Try it »
Repeat the data exactly, so that every line matches the original.

-------

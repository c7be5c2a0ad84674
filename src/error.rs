use std::path::PathBuf;

use thiserror::Error;

use crate::state::DispatchOutcome;

/// Failure reported by the external worker-execution service.
#[derive(Debug, Clone, PartialEq, Eq)]
pub enum WorkerError {
    RateLimited { retry_after_secs: Option<u64> },
    Timeout { operation: String },
    Unavailable(String),
    SessionNotFound(String),
    ContextOverflow(String),
    Rejected(String),
    Other(String),
}

impl WorkerError {
    pub fn is_transient(&self) -> bool {
        matches!(
            self,
            Self::RateLimited { .. } | Self::Timeout { .. } | Self::Unavailable(_)
        )
    }

    pub fn is_permanent(&self) -> bool {
        !self.is_transient()
    }

    /// Outcome recorded against the worker kind that produced this error.
    pub fn outcome(&self) -> DispatchOutcome {
        if self.is_transient() {
            DispatchOutcome::RetryableFailure
        } else {
            DispatchOutcome::HardFailure
        }
    }

    /// Classify a raw error message from the execution service.
    /// Only unambiguous markers are matched; everything else is `Other`.
    pub fn from_message(msg: &str) -> Self {
        if msg.contains("429") || msg.contains("Too Many Requests") {
            return Self::RateLimited {
                retry_after_secs: Self::extract_retry_after(msg),
            };
        }
        if msg.contains("502") || msg.contains("503") || msg.contains("504") {
            return Self::Unavailable(msg.to_string());
        }
        if msg.contains("context_length_exceeded") || msg.contains("maximum context length") {
            return Self::ContextOverflow(msg.to_string());
        }
        if msg.contains("timed out after") || msg.contains("timeout after") {
            return Self::Timeout {
                operation: msg.to_string(),
            };
        }
        if msg.contains("session not found") || msg.contains("404") {
            return Self::SessionNotFound(msg.to_string());
        }
        Self::Other(msg.to_string())
    }

    fn extract_retry_after(msg: &str) -> Option<u64> {
        let msg_lower = msg.to_lowercase();
        for pattern in ["retry after ", "retry-after: ", "retry_after="] {
            if let Some(idx) = msg_lower.find(pattern) {
                let num_str: String = msg_lower[idx + pattern.len()..]
                    .chars()
                    .take_while(|c| c.is_ascii_digit())
                    .collect();
                if let Ok(secs) = num_str.parse() {
                    return Some(secs);
                }
            }
        }
        None
    }
}

impl std::fmt::Display for WorkerError {
    fn fmt(&self, f: &mut std::fmt::Formatter<'_>) -> std::fmt::Result {
        match self {
            Self::RateLimited { retry_after_secs } => {
                if let Some(secs) = retry_after_secs {
                    write!(f, "Rate limited, retry after {}s", secs)
                } else {
                    write!(f, "Rate limited")
                }
            }
            Self::Timeout { operation } => write!(f, "Timeout: {}", operation),
            Self::Unavailable(msg) => write!(f, "Service unavailable: {}", msg),
            Self::SessionNotFound(id) => write!(f, "Session not found: {}", id),
            Self::ContextOverflow(msg) => write!(f, "Context overflow: {}", msg),
            Self::Rejected(msg) => write!(f, "Rejected: {}", msg),
            Self::Other(msg) => write!(f, "{}", msg),
        }
    }
}

impl std::error::Error for WorkerError {}

#[derive(Error, Debug)]
pub enum PilotError {
    #[error("Configuration error: {0}")]
    Config(String),

    #[error("Playbook error in {path}{}: {message}", rule_id.as_deref().map(|id| format!(" (rule '{}')", id)).unwrap_or_default())]
    Playbook {
        path: PathBuf,
        rule_id: Option<String>,
        message: String,
    },

    #[error("Group not found: {0}")]
    GroupNotFound(String),

    #[error("Track not found: {group_id}/{track}")]
    TrackNotFound { group_id: String, track: String },

    #[error("Invalid track transition: {from} → {to}")]
    InvalidTrackTransition { from: String, to: String },

    #[error("Empty dispatch plan: {0}")]
    EmptyPlan(String),

    #[error("Worker error: {0}")]
    Worker(#[from] WorkerError),

    #[error("State persistence failed: {0}")]
    StatePersistence(String),

    #[error("Note sink error: {0}")]
    Notes(String),

    #[error("IO error: {0}")]
    Io(#[from] std::io::Error),

    #[error("YAML parse error: {0}")]
    Yaml(#[from] serde_yaml_bw::Error),

    #[error("JSON parse error: {0}")]
    Json(#[from] serde_json::Error),

    #[error("TOML parse error: {0}")]
    Toml(#[from] toml::de::Error),

    #[error("{0}")]
    Other(String),
}

impl PilotError {
    pub fn playbook(
        path: impl Into<PathBuf>,
        rule_id: Option<&str>,
        message: impl Into<String>,
    ) -> Self {
        Self::Playbook {
            path: path.into(),
            rule_id: rule_id.map(str::to_string),
            message: message.into(),
        }
    }
}

pub type Result<T> = std::result::Result<T, PilotError>;

#[cfg(test)]
mod tests {
    use super::*;

    #[test]
    fn test_classifies_rate_limit_with_retry_after() {
        let err = WorkerError::from_message("HTTP 429 Too Many Requests, retry after 12 seconds");
        assert_eq!(
            err,
            WorkerError::RateLimited {
                retry_after_secs: Some(12)
            }
        );
        assert!(err.is_transient());
        assert_eq!(err.outcome(), DispatchOutcome::RetryableFailure);
    }

    #[test]
    fn test_unknown_message_is_permanent() {
        let err = WorkerError::from_message("model refused the prompt");
        assert!(matches!(err, WorkerError::Other(_)));
        assert!(err.is_permanent());
        assert_eq!(err.outcome(), DispatchOutcome::HardFailure);
    }

    #[test]
    fn test_playbook_error_names_file_and_rule() {
        let err = PilotError::playbook("rules/base.yaml", Some("scan-first"), "missing route");
        let msg = err.to_string();
        assert!(msg.contains("rules/base.yaml"));
        assert!(msg.contains("scan-first"));
        assert!(msg.contains("missing route"));

        let err = PilotError::playbook("rules/base.yaml", None, "unsupported version 9");
        assert!(!err.to_string().contains("rule '"));
    }
}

-------

Exercise answer »
repository c7be5c2a0ad84674
filename src/error.rs
use std::path::PathBuf;

use thiserror::Error;

use crate::state::DispatchOutcome;

/// Failure reported by the external worker-execution service.
#[derive(Debug, Clone, PartialEq, Eq)]
pub enum WorkerError {
    RateLimited { retry_after_secs: Option<u64> },
    Timeout { operation: String },
    Unavailable(String),
    SessionNotFound(String),
    ContextOverflow(String),
    Rejected(String),
    Other(String),
}

impl WorkerError {
    pub fn is_transient(&self) -> bool {
        matches!(
            self,
            Self::RateLimited { .. } | Self::Timeout { .. } | Self::Unavailable(_)
        )
    }

    pub fn is_permanent(&self) -> bool {
        !self.is_transient()
    }

    /// Outcome recorded against the worker kind that produced this error.
    pub fn outcome(&self) -> DispatchOutcome {
        if self.is_transient() {
            DispatchOutcome::RetryableFailure
        } else {
            DispatchOutcome::HardFailure
        }
    }

    /// Classify a raw error message from the execution service.
    /// Only unambiguous markers are matched; everything else is `Other`.
    pub fn from_message(msg: &str) -> Self {
        if msg.contains("429") || msg.contains("Too Many Requests") {
            return Self::RateLimited {
                retry_after_secs: Self::extract_retry_after(msg),
            };
        }
        if msg.contains("502") || msg.contains("503") || msg.contains("504") {
            return Self::Unavailable(msg.to_string());
        }
        if msg.contains("context_length_exceeded") || msg.contains("maximum context length") {
            return Self::ContextOverflow(msg.to_string());
        }
        if msg.contains("timed out after") || msg.contains("timeout after") {
            return Self::Timeout {
                operation: msg.to_string(),
            };
        }
        if msg.contains("session not found") || msg.contains("404") {
            return Self::SessionNotFound(msg.to_string());
        }
        Self::Other(msg.to_string())
    }

    fn extract_retry_after(msg: &str) -> Option<u64> {
        let msg_lower = msg.to_lowercase();
        for pattern in ["retry after ", "retry-after: ", "retry_after="] {
            if let Some(idx) = msg_lower.find(pattern) {
                let num_str: String = msg_lower[idx + pattern.len()..]
                    .chars()
                    .take_while(|c| c.is_ascii_digit())
                    .collect();
                if let Ok(secs) = num_str.parse() {
                    return Some(secs);
                }
            }
        }
        None
    }
}

impl std::fmt::Display for WorkerError {
    fn fmt(&self, f: &mut std::fmt::Formatter<'_>) -> std::fmt::Result {
        match self {
            Self::RateLimited { retry_after_secs } => {
                if let Some(secs) = retry_after_secs {
                    write!(f, "Rate limited, retry after {}s", secs)
                } else {
                    write!(f, "Rate limited")
                }
            }
            Self::Timeout { operation } => write!(f, "Timeout: {}", operation),
            Self::Unavailable(msg) => write!(f, "Service unavailable: {}", msg),
            Self::SessionNotFound(id) => write!(f, "Session not found: {}", id),
            Self::ContextOverflow(msg) => write!(f, "Context overflow: {}", msg),
            Self::Rejected(msg) => write!(f, "Rejected: {}", msg),
            Self::Other(msg) => write!(f, "{}", msg),
        }
    }
}

impl std::error::Error for WorkerError {}

#[derive(Error, Debug)]
pub enum PilotError {
    #[error("Configuration error: {0}")]
    Config(String),

    #[error("Playbook error in {path}{}: {message}", rule_id.as_deref().map(|id| format!(" (rule '{}')", id)).unwrap_or_default())]
    Playbook {
        path: PathBuf,
        rule_id: Option<String>,
        message: String,
    },

    #[error("Group not found: {0}")]
    GroupNotFound(String),

    #[error("Track not found: {group_id}/{track}")]
    TrackNotFound { group_id: String, track: String },

    #[error("Invalid track transition: {from} → {to}")]
    InvalidTrackTransition { from: String, to: String },

    #[error("Empty dispatch plan: {0}")]
    EmptyPlan(String),

    #[error("Worker error: {0}")]
    Worker(#[from] WorkerError),

    #[error("State persistence failed: {0}")]
    StatePersistence(String),

    #[error("Note sink error: {0}")]
    Notes(String),

    #[error("IO error: {0}")]
    Io(#[from] std::io::Error),

    #[error("YAML parse error: {0}")]
    Yaml(#[from] serde_yaml_bw::Error),

    #[error("JSON parse error: {0}")]
    Json(#[from] serde_json::Error),

    #[error("TOML parse error: {0}")]
    Toml(#[from] toml::de::Error),

    #[error("{0}")]
    Other(String),
}

impl PilotError {
    pub fn playbook(
        path: impl Into<PathBuf>,
        rule_id: Option<&str>,
        message: impl Into<String>,
    ) -> Self {
        Self::Playbook {
            path: path.into(),
            rule_id: rule_id.map(str::to_string),
            message: message.into(),
        }
    }
}

pub type Result<T> = std::result::Result<T, PilotError>;

#[cfg(test)]
mod tests {
    use super::*;

    #[test]
    fn test_classifies_rate_limit_with_retry_after() {
        let err = WorkerError::from_message("HTTP 429 Too Many Requests, retry after 12 seconds");
        assert_eq!(
            err,
            WorkerError::RateLimited {
                retry_after_secs: Some(12)
            }
        );
        assert!(err.is_transient());
        assert_eq!(err.outcome(), DispatchOutcome::RetryableFailure);
    }

    #[test]
    fn test_unknown_message_is_permanent() {
        let err = WorkerError::from_message("model refused the prompt");
        assert!(matches!(err, WorkerError::Other(_)));
        assert!(err.is_permanent());
        assert_eq!(err.outcome(), DispatchOutcome::HardFailure);
    }

    #[test]
    fn test_playbook_error_names_file_and_rule() {
        let err = PilotError::playbook("rules/base.yaml", Some("scan-first"), "missing route");
        let msg = err.to_string();
        assert!(msg.contains("rules/base.yaml"));
        assert!(msg.contains("scan-first"));
        assert!(msg.contains("missing route"));

        let err = PilotError::playbook("rules/base.yaml", None, "unsupported version 9");
        assert!(!err.to_string().contains("rule '"));
    }
}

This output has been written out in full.